HARTFORD, Conn. — Trinity Health Of New England announced the recent completion of its COVID-19 convalescent plasma phase-two clinical trial. The results have been published in the Infectious Diseases and Therapy Journal. Trinity Health Of New England is one of just four health systems in the U.S. to gain initial approval from the U.S. Food and Drug Administration to run the trial back in April.
“This is a wonderful accomplishment and a real attestation of what we are capable of achieving,” said Dr. Danyal Ibrahim, regional chief quality officer for Trinity Health Of New England, who served among a team of investigators of the study. “This publication will allow us to share our experience with convalescent plasma at a time when the conversation about safety and efficacy of this therapy remains alive and well in the U.S. and worldwide.”
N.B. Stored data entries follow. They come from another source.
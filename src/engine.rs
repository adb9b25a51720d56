use tracing::trace;
use crate::error::*;
use crate::grid::Grid;
use crate::render::{render_text, Glyphs};
use crate::rule::*;
use crate::seed::*;

/// Moore neighborhood. Only the count of live neighbors matters, so the
/// order is arbitrary.
const NEIGHBOR_OFFSETS: [(isize, isize); 8] = [
  (-1, -1),
  (0, -1),
  (1, -1),
  (1, 0),
  (1, 1),
  (0, 1),
  (-1, 1),
  (-1, 0),
];

/// Game of Life on a torus.
///
/// Owns the current generation and, once [`step`](LifeEngine::step) has run,
/// the generation before it.
#[derive(Debug, Clone)]
pub struct LifeEngine {
  current: Grid,
  previous: Option<Grid>,
  generation: u64,
}

impl LifeEngine {
  /// Starts from `seed`, indexed as `seed[x][y]`.
  ///
  /// A missing seed, or one without any columns, is replaced by a random
  /// 25x25 seed. Empty columns or columns of differing length are rejected.
  pub fn new(seed: Option<Vec<Vec<bool>>>) -> Result<Self> {
    match seed {
      Some(columns) if !columns.is_empty() => {
        Ok(Self::with_grid(Grid::from_columns(columns)?))
      }
      _ => Ok(Self::random()),
    }
  }

  pub fn with_grid(seed: Grid) -> Self {
    Self {
      current: seed,
      previous: None,
      generation: 0,
    }
  }

  pub fn random() -> Self {
    // default dimensions are non zero
    let seed = generate_seed(DEFAULT_SEED_WIDTH, DEFAULT_SEED_HEIGHT, 0)
      .unwrap_or_else(|_| unreachable!());
    Self::with_grid(seed)
  }

  /// Advances one generation.
  pub fn step(&mut self) {
    let width = self.current.width();
    let height = self.current.height();

    let mut next = self.current.clone();
    for y in 0..height {
      for x in 0..width {
        next.set(x, y, next_cell(&self.current, x, y));
      }
    }

    trace!(
      generation = self.generation + 1,
      population = next.population(),
      "stepped"
    );

    self.previous = Some(std::mem::replace(&mut self.current, next));
    self.generation += 1;
  }

  /// Copy of the current generation.
  pub fn current_state(&self) -> Grid {
    self.current.clone()
  }

  /// Copy of the generation before the last step, `None` before the first
  /// step.
  pub fn previous_state(&self) -> Option<Grid> {
    self.previous.clone()
  }

  pub fn current(&self) -> &Grid {
    &self.current
  }

  pub fn previous(&self) -> Option<&Grid> {
    self.previous.as_ref()
  }

  pub fn set_current_state(&mut self, state: Grid) -> &mut Self {
    self.current = state;
    self
  }

  /// Validates `columns` and installs them as the current generation.
  pub fn set_current_cells(&mut self, columns: Vec<Vec<bool>>) -> Result<&mut Self> {
    let state = Grid::from_columns(columns)?;
    Ok(self.set_current_state(state))
  }

  pub fn set_previous_state(&mut self, state: Grid) -> &mut Self {
    self.previous = Some(state);
    self
  }

  pub fn grid_width(&self) -> usize {
    self.current.width()
  }

  pub fn grid_height(&self) -> usize {
    self.current.height()
  }

  /// Number of steps taken since construction.
  pub fn generation(&self) -> u64 {
    self.generation
  }

  /// Whether the last step left the grid unchanged.
  pub fn is_stalled(&self) -> bool {
    self.previous.as_ref() == Some(&self.current)
  }

  /// Cells whose state differs between the previous and current generation.
  pub fn changed_cells(&self) -> Result<Vec<(usize, usize)>> {
    let previous = self.previous.as_ref().ok_or_else(|| {
      Error::UninitializedState("no previous generation before the first step".to_owned())
    })?;
    if previous.width() != self.current.width() || previous.height() != self.current.height() {
      return Err(Error::InvalidGrid(format!(
        "previous generation is {}x{}, current is {}x{}",
        previous.width(), previous.height(),
        self.current.width(), self.current.height())));
    }

    Ok(self.current.cells()
      .filter(|&(x, y, alive)| previous.get(x, y) != alive)
      .map(|(x, y, _)| (x, y))
      .collect())
  }

  pub fn render(&self, glyphs: &Glyphs) -> String {
    render_text(&self.current, glyphs)
  }
}

impl Default for LifeEngine {
  fn default() -> Self {
    Self::random()
  }
}

/// State of `(x, y)` in the generation after `grid`.
pub fn next_cell(grid: &Grid, x: usize, y: usize) -> bool {
  GAME_OF_LIFE.next(grid.get(x, y), living_neighbors(grid, x, y))
}

/// Number of live cells around `(x, y)`, wrapping around the edges.
pub fn living_neighbors(grid: &Grid, x: usize, y: usize) -> u8 {
  let width = grid.width();
  let height = grid.height();
  NEIGHBOR_OFFSETS.iter()
    .filter(|&&(dx, dy)| {
      let nx = wrap(x as isize + dx, width);
      let ny = wrap(y as isize + dy, height);
      grid.get(nx, ny)
    })
    .count() as u8
}

/// Brings a coordinate at most one step outside `[0, size)` back inside.
///
/// Only a single wrap is corrected: `c` must be in `[-1, size]`.
pub fn wrap(c: isize, size: usize) -> usize {
  let size = size as isize;
  debug_assert!(c >= -1 && c <= size, "{} is more than one step outside 0..{}", c, size);
  let c = if c < 0 { size + c } else { c };
  let c = if c >= size { c - size } else { c };
  c as usize
}

#[cfg(test)]
mod tests {
  use super::*;
  use crate::seeds;
  use pretty_assertions::assert_eq;
  use rand::seq::SliceRandom;
  use rand::SeedableRng;
  use rand_chacha::ChaCha8Rng;

  fn grid(rows: &[&str]) -> Grid {
    Grid::from_rows(rows, '#').unwrap()
  }

  #[test]
  fn test_wrap() {
    assert_eq!(wrap(-1, 5), 4);
    assert_eq!(wrap(5, 5), 0);
    assert_eq!(wrap(0, 5), 0);
    assert_eq!(wrap(4, 5), 4);
    assert_eq!(wrap(-1, 1), 0);
    assert_eq!(wrap(1, 1), 0);
  }

  #[test]
  fn corner_neighbor_wraps_diagonally() {
    let g = grid(&[
      "#....",
      ".....",
      ".....",
      ".....",
      ".....",
    ]);
    assert_eq!(living_neighbors(&g, 4, 4), 1);
    assert_eq!(living_neighbors(&g, 4, 0), 1);
    assert_eq!(living_neighbors(&g, 0, 4), 1);
    assert_eq!(living_neighbors(&g, 2, 2), 0);
    assert_eq!(living_neighbors(&g, 0, 0), 0);
  }

  #[test]
  fn neighbor_count_of_all_alive() {
    let g = seeds::all_alive_5x5();
    for y in 0..5 {
      for x in 0..5 {
        assert_eq!(living_neighbors(&g, x, y), 8);
      }
    }
  }

  #[test]
  fn new_without_seed_is_random_25x25() {
    let engine = LifeEngine::new(None).unwrap();
    assert_eq!(engine.grid_width(), 25);
    assert_eq!(engine.grid_height(), 25);
    assert!(engine.previous_state().is_none());

    let engine = LifeEngine::new(Some(vec![])).unwrap();
    assert_eq!(engine.grid_width(), 25);
  }

  #[test]
  fn new_rejects_malformed_seeds() {
    let ragged = vec![vec![true, false], vec![true]];
    assert!(matches!(LifeEngine::new(Some(ragged)), Err(Error::InvalidGrid(_))));

    let empty_columns = vec![vec![], vec![]];
    assert!(matches!(LifeEngine::new(Some(empty_columns)), Err(Error::InvalidGrid(_))));
  }

  #[test]
  fn dimensions_follow_current_state() {
    let mut engine = LifeEngine::with_grid(seeds::all_dead_5x5());
    let columns = vec![vec![false; 3]; 7];
    engine.set_current_cells(columns.clone()).unwrap();
    assert_eq!(engine.grid_width(), columns.len());
    assert_eq!(engine.grid_height(), columns[0].len());

    assert!(engine.set_current_cells(vec![vec![true], vec![]]).is_err());
    assert_eq!(engine.grid_width(), 7);
  }

  #[test]
  fn block_is_still() {
    let block = grid(&[
      ".....",
      ".##..",
      ".##..",
      ".....",
      ".....",
    ]);
    let mut engine = LifeEngine::with_grid(block.clone());
    engine.step();
    assert_eq!(engine.current_state(), block);
    assert!(engine.is_stalled());
  }

  #[test]
  fn all_dead_stays_dead() {
    let mut engine = LifeEngine::with_grid(seeds::all_dead_5x5());
    engine.step();
    assert_eq!(engine.current_state(), seeds::all_dead_5x5());
  }

  #[test]
  fn all_alive_dies() {
    let mut engine = LifeEngine::with_grid(seeds::all_alive_5x5());
    engine.step();
    assert_eq!(engine.current_state(), seeds::all_dead_5x5());
    assert_eq!(engine.previous_state(), Some(seeds::all_alive_5x5()));
    assert!(!engine.is_stalled());
  }

  #[test]
  fn blinker_oscillates() {
    let horizontal = grid(&[
      ".....",
      ".....",
      ".###.",
      ".....",
      ".....",
    ]);
    let vertical = grid(&[
      ".....",
      "..#..",
      "..#..",
      "..#..",
      ".....",
    ]);
    let mut engine = LifeEngine::with_grid(horizontal.clone());
    engine.step();
    assert_eq!(engine.current(), &vertical);
    engine.step();
    assert_eq!(engine.current(), &horizontal);
    assert_eq!(engine.previous(), Some(&vertical));
    assert_eq!(engine.generation(), 2);
  }

  #[test]
  fn glider_crosses_the_edge() {
    let mut engine = LifeEngine::with_grid(grid(&[
      "..#..",
      "...#.",
      ".###.",
      ".....",
      ".....",
    ]));
    // a glider moves one cell diagonally every 4 generations
    for _ in 0..12 {
      engine.step();
    }
    assert_eq!(engine.current(), &grid(&[
      "##..#",
      ".....",
      ".....",
      "#....",
      ".#...",
    ]));
    for _ in 0..8 {
      engine.step();
    }
    assert_eq!(engine.current(), &grid(&[
      "..#..",
      "...#.",
      ".###.",
      ".....",
      ".....",
    ]));
  }

  #[test]
  fn identical_seeds_step_identically() {
    let seed = generate_seed_with(&mut ChaCha8Rng::seed_from_u64(9), 30, 20, 0).unwrap();
    let mut a = LifeEngine::with_grid(seed.clone());
    let mut b = LifeEngine::with_grid(seed);
    for _ in 0..10 {
      a.step();
      b.step();
      assert_eq!(a.current(), b.current());
    }
  }

  #[test]
  fn next_generation_ignores_update_order() {
    let mut rng = ChaCha8Rng::seed_from_u64(1);
    let seed = generate_seed_with(&mut rng, 17, 11, 0).unwrap();

    let mut coords: Vec<_> = seed.cells().map(|(x, y, _)| (x, y)).collect();
    coords.shuffle(&mut rng);
    let mut shuffled = Grid::new(17, 11).unwrap();
    for (x, y) in coords {
      shuffled.set(x, y, next_cell(&seed, x, y));
    }

    let mut engine = LifeEngine::with_grid(seed);
    engine.step();
    assert_eq!(engine.current(), &shuffled);
  }

  #[test]
  fn returned_state_is_a_copy() {
    let mut engine = LifeEngine::with_grid(seeds::all_dead_5x5());
    let mut state = engine.current_state();
    state.set(2, 2, true);
    assert_eq!(engine.current().population(), 0);

    engine.step();
    let mut previous = engine.previous_state().unwrap();
    previous.set(0, 0, true);
    assert!(engine.is_stalled());
  }

  #[test]
  fn changed_cells_needs_a_previous_generation() {
    let mut engine = LifeEngine::with_grid(grid(&[
      ".....",
      ".....",
      ".###.",
      ".....",
      ".....",
    ]));
    assert!(matches!(engine.changed_cells(), Err(Error::UninitializedState(_))));

    engine.step();
    assert_eq!(engine.changed_cells().unwrap(), vec![(2, 1), (1, 2), (3, 2), (2, 3)]);
  }

  #[test]
  fn set_previous_state() {
    let mut engine = LifeEngine::with_grid(seeds::all_dead_5x5());
    engine.set_previous_state(seeds::all_dead_5x5());
    assert!(engine.is_stalled());
  }
}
The prospective, interventional study evaluated the safety and efficacy of convalescent plasma transfusion on critically ill COVID-19 patients. Convalescent plasma was obtained from recovered donors and administered to adult patients with either severe or critical COVID-19 illness. Of the 38 patients included in the analysis, 24 (63%) recovered and were discharged. Patients who received convalescent plasma early in the disease course (severe illness group) as compared to the patients that received convalescent plasma later in the disease progression (critical illness group) had significantly lower hospital mortality and shorter mean hospital length of stay.
“Our results suggest that convalescent plasma is safe and has the potential for positive impact on clinical outcomes, including recovery and survival, if given to patients early in the course of COVID-19,” added Dr. Latha Dulipsingh, who chairs the Institutional Review Board at Trinity Health Of New England and was also an investigator on the study.
Trinity Health Of New England began screening donors and treating COVID-19 patients in April, during Connecticut’s peak surge, under the framework of the FDA clinical trial. The organization’s four acute-care hospitals participated in the trial: Saint Francis Hospital, Saint Mary’s Hospital, Johnson Memorial Hospital in Connecticut, and Mercy Medical Center in Springfield. Saint Francis Hospital also participated in the Mayo Clinic Expanded Access Program for convalescent plasma, which helped to increase access to investigational convalescent plasma.